> WHAT IS REQUIRED: Go to the line containing "pub const G8: Square = Square(62);" in the records below and print it and every following line exactly, on through the line containing "impl fmt::Display for Square", then stop.

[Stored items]
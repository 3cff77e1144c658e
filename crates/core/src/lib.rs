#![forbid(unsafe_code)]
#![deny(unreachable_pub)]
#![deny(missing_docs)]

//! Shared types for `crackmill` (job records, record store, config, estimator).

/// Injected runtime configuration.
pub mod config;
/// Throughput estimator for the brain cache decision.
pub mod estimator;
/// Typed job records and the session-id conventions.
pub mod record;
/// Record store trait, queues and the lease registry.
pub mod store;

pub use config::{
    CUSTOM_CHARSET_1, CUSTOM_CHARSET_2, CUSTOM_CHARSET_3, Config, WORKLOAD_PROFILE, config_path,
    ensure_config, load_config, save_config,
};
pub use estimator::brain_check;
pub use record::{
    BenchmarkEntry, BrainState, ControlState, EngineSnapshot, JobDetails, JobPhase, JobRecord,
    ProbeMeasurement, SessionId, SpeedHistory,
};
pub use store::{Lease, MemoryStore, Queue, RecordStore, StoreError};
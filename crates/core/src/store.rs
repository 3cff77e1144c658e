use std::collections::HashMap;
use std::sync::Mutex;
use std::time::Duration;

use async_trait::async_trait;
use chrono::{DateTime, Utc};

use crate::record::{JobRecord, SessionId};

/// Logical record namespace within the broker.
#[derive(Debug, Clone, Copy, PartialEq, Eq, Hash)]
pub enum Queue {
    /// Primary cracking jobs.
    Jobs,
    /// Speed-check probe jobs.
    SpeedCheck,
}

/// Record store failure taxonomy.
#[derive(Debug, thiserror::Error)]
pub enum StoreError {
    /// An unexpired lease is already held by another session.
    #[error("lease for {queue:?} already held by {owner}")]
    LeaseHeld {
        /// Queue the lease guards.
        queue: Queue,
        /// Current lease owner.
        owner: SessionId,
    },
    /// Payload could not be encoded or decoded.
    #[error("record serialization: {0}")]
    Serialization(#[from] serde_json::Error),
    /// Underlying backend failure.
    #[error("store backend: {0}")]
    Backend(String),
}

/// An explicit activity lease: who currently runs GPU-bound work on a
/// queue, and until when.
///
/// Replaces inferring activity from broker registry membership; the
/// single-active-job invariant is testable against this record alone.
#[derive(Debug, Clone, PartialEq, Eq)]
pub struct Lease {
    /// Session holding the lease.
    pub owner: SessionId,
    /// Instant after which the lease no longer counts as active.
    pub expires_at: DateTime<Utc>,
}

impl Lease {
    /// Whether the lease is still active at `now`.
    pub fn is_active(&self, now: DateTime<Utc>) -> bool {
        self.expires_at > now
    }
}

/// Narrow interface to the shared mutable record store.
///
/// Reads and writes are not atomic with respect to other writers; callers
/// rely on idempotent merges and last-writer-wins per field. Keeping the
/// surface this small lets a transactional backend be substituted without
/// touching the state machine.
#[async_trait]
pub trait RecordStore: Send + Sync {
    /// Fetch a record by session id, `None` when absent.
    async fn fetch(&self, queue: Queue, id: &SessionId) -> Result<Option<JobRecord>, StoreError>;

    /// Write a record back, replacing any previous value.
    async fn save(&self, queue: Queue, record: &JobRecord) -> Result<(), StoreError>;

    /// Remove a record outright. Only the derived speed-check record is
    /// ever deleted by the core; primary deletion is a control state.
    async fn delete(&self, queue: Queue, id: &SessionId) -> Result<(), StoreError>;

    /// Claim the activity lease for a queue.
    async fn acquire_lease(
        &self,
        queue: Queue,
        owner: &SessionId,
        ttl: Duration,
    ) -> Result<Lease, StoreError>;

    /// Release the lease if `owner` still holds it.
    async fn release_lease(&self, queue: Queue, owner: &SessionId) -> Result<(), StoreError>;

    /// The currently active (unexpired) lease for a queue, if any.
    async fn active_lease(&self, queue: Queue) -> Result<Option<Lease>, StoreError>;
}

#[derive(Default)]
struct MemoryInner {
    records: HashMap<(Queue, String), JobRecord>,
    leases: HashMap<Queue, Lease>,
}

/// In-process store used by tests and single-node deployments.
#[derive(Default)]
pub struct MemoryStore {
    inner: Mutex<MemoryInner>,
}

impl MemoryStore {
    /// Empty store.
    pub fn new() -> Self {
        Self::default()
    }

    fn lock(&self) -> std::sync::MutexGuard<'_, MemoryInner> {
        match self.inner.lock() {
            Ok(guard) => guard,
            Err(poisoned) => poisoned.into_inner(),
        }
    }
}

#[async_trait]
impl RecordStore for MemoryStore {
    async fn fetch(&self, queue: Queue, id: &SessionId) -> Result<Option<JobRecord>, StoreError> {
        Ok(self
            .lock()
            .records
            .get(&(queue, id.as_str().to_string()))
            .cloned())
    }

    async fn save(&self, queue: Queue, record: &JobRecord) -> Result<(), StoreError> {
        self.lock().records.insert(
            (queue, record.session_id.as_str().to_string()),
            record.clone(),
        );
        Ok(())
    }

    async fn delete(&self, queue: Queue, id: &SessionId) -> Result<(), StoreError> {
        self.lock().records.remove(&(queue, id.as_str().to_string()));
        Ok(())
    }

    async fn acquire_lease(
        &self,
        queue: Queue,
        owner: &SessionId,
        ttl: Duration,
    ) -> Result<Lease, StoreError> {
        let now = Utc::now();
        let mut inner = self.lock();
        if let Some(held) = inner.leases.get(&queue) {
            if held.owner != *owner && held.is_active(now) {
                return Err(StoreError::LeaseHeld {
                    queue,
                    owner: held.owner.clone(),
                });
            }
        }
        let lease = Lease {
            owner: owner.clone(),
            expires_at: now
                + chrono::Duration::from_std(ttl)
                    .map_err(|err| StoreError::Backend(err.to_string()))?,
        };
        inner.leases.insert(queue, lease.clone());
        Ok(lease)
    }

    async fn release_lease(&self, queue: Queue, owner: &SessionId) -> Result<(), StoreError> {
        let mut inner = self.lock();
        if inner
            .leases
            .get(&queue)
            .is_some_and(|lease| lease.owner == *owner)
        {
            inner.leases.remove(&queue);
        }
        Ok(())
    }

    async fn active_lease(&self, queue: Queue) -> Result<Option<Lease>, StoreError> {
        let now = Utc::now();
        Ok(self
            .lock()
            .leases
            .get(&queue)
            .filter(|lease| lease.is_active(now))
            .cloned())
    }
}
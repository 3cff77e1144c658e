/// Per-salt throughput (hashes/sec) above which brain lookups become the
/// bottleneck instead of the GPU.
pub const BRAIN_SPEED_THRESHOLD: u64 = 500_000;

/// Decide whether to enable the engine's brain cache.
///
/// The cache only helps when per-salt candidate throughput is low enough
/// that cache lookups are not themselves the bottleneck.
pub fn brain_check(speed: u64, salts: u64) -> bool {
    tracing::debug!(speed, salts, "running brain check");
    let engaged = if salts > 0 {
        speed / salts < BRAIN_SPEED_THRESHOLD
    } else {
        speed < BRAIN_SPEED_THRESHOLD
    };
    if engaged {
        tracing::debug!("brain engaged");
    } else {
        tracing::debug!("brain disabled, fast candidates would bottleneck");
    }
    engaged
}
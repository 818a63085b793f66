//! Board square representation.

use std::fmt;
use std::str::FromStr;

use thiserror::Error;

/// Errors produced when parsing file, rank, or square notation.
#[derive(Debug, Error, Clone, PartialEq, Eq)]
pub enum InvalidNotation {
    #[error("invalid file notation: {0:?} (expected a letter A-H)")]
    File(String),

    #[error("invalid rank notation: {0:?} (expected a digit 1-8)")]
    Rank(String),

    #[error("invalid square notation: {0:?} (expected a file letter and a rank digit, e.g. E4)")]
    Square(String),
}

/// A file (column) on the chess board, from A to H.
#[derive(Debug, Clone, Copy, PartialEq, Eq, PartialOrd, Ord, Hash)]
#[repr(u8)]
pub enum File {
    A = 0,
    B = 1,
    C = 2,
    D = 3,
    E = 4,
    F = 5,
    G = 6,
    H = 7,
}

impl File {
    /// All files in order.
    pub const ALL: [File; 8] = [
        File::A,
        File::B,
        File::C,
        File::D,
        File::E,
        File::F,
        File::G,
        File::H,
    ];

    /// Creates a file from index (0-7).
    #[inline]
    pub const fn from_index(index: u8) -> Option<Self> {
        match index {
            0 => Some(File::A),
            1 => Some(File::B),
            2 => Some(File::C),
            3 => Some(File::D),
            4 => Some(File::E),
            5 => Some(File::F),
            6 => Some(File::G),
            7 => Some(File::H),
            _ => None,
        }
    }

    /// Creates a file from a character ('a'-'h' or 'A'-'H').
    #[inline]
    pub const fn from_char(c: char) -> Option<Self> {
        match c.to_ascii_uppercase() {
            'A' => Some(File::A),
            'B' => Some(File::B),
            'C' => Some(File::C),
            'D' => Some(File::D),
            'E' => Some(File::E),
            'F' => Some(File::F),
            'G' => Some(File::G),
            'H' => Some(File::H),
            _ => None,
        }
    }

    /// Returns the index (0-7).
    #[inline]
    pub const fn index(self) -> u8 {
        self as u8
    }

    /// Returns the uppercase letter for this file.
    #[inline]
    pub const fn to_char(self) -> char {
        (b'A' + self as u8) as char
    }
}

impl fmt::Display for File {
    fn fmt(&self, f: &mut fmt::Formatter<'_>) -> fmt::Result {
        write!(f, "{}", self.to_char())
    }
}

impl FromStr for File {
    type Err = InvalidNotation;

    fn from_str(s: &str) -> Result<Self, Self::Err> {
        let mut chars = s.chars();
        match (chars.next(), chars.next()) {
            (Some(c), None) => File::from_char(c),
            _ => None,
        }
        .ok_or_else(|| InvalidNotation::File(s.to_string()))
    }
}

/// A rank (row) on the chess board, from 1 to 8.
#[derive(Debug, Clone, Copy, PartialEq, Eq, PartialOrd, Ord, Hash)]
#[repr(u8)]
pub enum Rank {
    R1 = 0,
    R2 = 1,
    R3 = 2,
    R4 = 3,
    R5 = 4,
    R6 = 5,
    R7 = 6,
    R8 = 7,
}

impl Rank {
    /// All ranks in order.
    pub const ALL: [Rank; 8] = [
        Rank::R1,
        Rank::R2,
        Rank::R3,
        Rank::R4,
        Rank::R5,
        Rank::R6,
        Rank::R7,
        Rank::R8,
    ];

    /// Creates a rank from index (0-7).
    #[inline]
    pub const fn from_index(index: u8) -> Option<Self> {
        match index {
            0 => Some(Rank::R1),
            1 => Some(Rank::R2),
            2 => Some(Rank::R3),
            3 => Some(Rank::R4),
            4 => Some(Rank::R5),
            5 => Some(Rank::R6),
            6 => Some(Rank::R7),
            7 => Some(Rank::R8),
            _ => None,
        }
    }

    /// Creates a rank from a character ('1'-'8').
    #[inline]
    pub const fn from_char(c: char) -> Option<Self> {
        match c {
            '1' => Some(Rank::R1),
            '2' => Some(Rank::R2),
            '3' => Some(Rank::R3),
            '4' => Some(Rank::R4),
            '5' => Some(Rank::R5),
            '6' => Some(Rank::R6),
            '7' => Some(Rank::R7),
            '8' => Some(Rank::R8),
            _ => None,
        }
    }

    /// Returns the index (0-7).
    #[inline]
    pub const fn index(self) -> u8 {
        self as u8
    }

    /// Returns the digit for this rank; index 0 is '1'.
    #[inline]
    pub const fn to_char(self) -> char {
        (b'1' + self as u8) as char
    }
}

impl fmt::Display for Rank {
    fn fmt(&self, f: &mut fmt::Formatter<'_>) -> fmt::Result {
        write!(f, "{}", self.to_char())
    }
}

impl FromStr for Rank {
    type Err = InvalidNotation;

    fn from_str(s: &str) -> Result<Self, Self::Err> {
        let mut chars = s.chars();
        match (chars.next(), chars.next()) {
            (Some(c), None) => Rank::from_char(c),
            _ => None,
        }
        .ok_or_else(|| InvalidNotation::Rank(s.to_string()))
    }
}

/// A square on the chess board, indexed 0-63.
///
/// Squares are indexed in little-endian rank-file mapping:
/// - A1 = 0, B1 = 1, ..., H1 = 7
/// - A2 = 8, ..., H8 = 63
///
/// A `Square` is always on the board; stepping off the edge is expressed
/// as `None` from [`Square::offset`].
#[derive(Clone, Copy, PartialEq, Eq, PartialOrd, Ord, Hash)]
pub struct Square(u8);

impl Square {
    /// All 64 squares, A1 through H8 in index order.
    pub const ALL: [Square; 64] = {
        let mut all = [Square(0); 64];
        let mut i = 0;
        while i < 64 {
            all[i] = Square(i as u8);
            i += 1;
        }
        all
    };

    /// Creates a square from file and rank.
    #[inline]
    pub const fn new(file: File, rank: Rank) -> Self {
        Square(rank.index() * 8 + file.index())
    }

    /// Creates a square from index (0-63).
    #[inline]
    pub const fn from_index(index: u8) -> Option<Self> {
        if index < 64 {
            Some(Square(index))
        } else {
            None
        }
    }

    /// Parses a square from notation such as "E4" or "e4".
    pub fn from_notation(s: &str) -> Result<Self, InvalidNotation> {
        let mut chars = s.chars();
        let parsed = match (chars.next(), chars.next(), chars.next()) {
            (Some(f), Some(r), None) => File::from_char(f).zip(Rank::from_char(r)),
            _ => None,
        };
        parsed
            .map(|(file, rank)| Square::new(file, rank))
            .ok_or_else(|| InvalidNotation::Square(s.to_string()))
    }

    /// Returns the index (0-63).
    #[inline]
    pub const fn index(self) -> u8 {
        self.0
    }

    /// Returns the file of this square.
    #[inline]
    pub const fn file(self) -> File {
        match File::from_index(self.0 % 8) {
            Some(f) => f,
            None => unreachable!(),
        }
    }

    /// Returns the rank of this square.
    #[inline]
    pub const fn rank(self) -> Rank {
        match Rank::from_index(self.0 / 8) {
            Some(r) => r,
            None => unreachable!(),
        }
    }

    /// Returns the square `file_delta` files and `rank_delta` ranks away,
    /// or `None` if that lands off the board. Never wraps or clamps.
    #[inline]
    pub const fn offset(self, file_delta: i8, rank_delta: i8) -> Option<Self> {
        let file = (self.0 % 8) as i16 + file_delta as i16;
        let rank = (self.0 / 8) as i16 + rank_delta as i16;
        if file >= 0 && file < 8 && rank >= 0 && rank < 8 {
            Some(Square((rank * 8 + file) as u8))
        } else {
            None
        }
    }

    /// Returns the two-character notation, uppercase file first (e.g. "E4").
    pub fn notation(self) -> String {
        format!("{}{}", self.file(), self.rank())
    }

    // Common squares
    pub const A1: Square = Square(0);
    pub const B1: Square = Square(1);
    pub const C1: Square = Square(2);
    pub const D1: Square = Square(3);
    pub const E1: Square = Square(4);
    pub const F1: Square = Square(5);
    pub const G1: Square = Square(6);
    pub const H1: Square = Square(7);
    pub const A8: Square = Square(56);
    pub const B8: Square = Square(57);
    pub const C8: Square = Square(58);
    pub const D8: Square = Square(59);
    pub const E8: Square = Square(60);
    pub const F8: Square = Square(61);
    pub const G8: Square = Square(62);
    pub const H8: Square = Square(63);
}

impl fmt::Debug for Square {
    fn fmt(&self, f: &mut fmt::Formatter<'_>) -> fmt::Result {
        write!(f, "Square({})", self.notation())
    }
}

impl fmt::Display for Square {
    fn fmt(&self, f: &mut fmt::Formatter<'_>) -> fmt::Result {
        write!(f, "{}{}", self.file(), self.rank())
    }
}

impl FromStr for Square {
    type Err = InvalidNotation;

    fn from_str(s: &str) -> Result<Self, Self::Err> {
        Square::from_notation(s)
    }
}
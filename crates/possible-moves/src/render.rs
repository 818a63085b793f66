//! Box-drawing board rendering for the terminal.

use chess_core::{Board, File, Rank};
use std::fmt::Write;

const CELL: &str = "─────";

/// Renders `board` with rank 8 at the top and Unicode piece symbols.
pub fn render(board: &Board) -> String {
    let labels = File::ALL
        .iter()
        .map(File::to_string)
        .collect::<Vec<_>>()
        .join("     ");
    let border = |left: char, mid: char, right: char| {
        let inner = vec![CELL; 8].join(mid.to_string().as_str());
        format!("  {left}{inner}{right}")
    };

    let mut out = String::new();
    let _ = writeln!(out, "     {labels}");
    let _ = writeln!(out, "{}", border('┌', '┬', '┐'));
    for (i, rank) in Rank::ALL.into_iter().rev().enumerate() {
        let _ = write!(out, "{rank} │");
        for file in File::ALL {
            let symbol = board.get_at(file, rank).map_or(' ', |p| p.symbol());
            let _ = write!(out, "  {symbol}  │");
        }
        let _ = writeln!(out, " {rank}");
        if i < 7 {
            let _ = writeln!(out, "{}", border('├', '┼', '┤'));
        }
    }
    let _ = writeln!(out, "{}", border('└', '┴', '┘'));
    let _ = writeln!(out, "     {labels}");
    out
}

> OUTPUT:
    pub const G8: Square = Square(62);
    pub const H8: Square = Square(63);
}

impl fmt::Debug for Square {
    fn fmt(&self, f: &mut fmt::Formatter<'_>) -> fmt::Result {
        write!(f, "Square({})", self.notation())
    }
}

impl fmt::Display for Square {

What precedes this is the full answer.